→ **BRIEF**
Reproduce only what lies between the first line of the material below and the line containing "steps to validate.", with both of those lines included and every line kept exact.

→ **DATA FOR PROCESSING**
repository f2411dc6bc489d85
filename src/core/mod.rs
pub mod actions;
pub mod colour_mapping;
pub mod data;
pub mod fractals;
pub mod util;
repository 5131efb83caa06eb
pub mod effect;
pub mod intent;
pub mod reducer;
pub mod runner;
pub mod scheduler;

#[cfg(not(target_arch = "wasm32"))]
pub use std::time::Instant;
#[cfg(target_arch = "wasm32")]
pub use web_time::Instant;
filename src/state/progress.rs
//! Progress indicator mapping.
//!
//! Steps 0 and 1 share the first indicator, so a wizard with `n` steps shows
//! `n - 1` indicators. Every later step maps one-to-one, offset by one.

#[derive(Debug, Clone, Copy, PartialEq, Eq)]
pub enum IndicatorState {
    Completed,
    Active,
    Upcoming,
}

impl IndicatorState {
    pub fn is_interactive(self) -> bool {
        !matches!(self, Self::Upcoming)
    }

    pub fn css_class(self) -> Option<&'static str> {
        match self {
            Self::Completed => Some("completed"),
            Self::Active => Some("active"),
            Self::Upcoming => None,
        }
    }
}

pub fn indicator_index(step_index: usize) -> usize {
    if step_index <= 1 { 0 } else { step_index - 1 }
}

pub fn step_for_indicator(indicator: usize) -> usize {
    if indicator == 0 { 0 } else { indicator + 1 }
}

/// A single-step wizard still shows one indicator.
pub fn indicator_count(step_count: usize) -> usize {
    match step_count {
        0 => 0,
        1 => 1,
        n => n - 1,
    }
}

pub fn classify(indicator: usize, current_step: usize) -> IndicatorState {
    let current = indicator_index(current_step);
    if indicator < current {
        IndicatorState::Completed
    } else if indicator == current {
        IndicatorState::Active
    } else {
        IndicatorState::Upcoming
    }
}

/// Only the collapsed indicator needs both of the first two steps to validate.
pub fn needs_joint_gate(indicator: usize) -> bool {
    indicator == 0
}

/// `validate` is called for steps 0 and 1 only when the gate applies. A step
/// 1 that does not exist counts as valid.
pub fn is_enabled(
    indicator: usize,
    current_step: usize,
    step_count: usize,
    validate: impl Fn(usize) -> bool,
) -> bool {
    if !classify(indicator, current_step).is_interactive() {
        return false;
    }
    !needs_joint_gate(indicator) || (validate(0) && (step_count < 2 || validate(1)))
}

→ **RESPONSE TO THE EXERCISE**
repository f2411dc6bc489d85
filename src/core/mod.rs
pub mod actions;
pub mod colour_mapping;
pub mod data;
pub mod fractals;
pub mod util;
repository 5131efb83caa06eb
pub mod effect;
pub mod intent;
pub mod reducer;
pub mod runner;
pub mod scheduler;

#[cfg(not(target_arch = "wasm32"))]
pub use std::time::Instant;
#[cfg(target_arch = "wasm32")]
pub use web_time::Instant;
filename src/state/progress.rs
//! Progress indicator mapping.
//!
//! Steps 0 and 1 share the first indicator, so a wizard with `n` steps shows
//! `n - 1` indicators. Every later step maps one-to-one, offset by one.

#[derive(Debug, Clone, Copy, PartialEq, Eq)]
pub enum IndicatorState {
    Completed,
    Active,
    Upcoming,
}

impl IndicatorState {
    pub fn is_interactive(self) -> bool {
        !matches!(self, Self::Upcoming)
    }

    pub fn css_class(self) -> Option<&'static str> {
        match self {
            Self::Completed => Some("completed"),
            Self::Active => Some("active"),
            Self::Upcoming => None,
        }
    }
}

pub fn indicator_index(step_index: usize) -> usize {
    if step_index <= 1 { 0 } else { step_index - 1 }
}

pub fn step_for_indicator(indicator: usize) -> usize {
    if indicator == 0 { 0 } else { indicator + 1 }
}

/// A single-step wizard still shows one indicator.
pub fn indicator_count(step_count: usize) -> usize {
    match step_count {
        0 => 0,
        1 => 1,
        n => n - 1,
    }
}

pub fn classify(indicator: usize, current_step: usize) -> IndicatorState {
    let current = indicator_index(current_step);
    if indicator < current {
        IndicatorState::Completed
    } else if indicator == current {
        IndicatorState::Active
    } else {
        IndicatorState::Upcoming
    }
}

/// Only the collapsed indicator needs both of the first two steps to validate.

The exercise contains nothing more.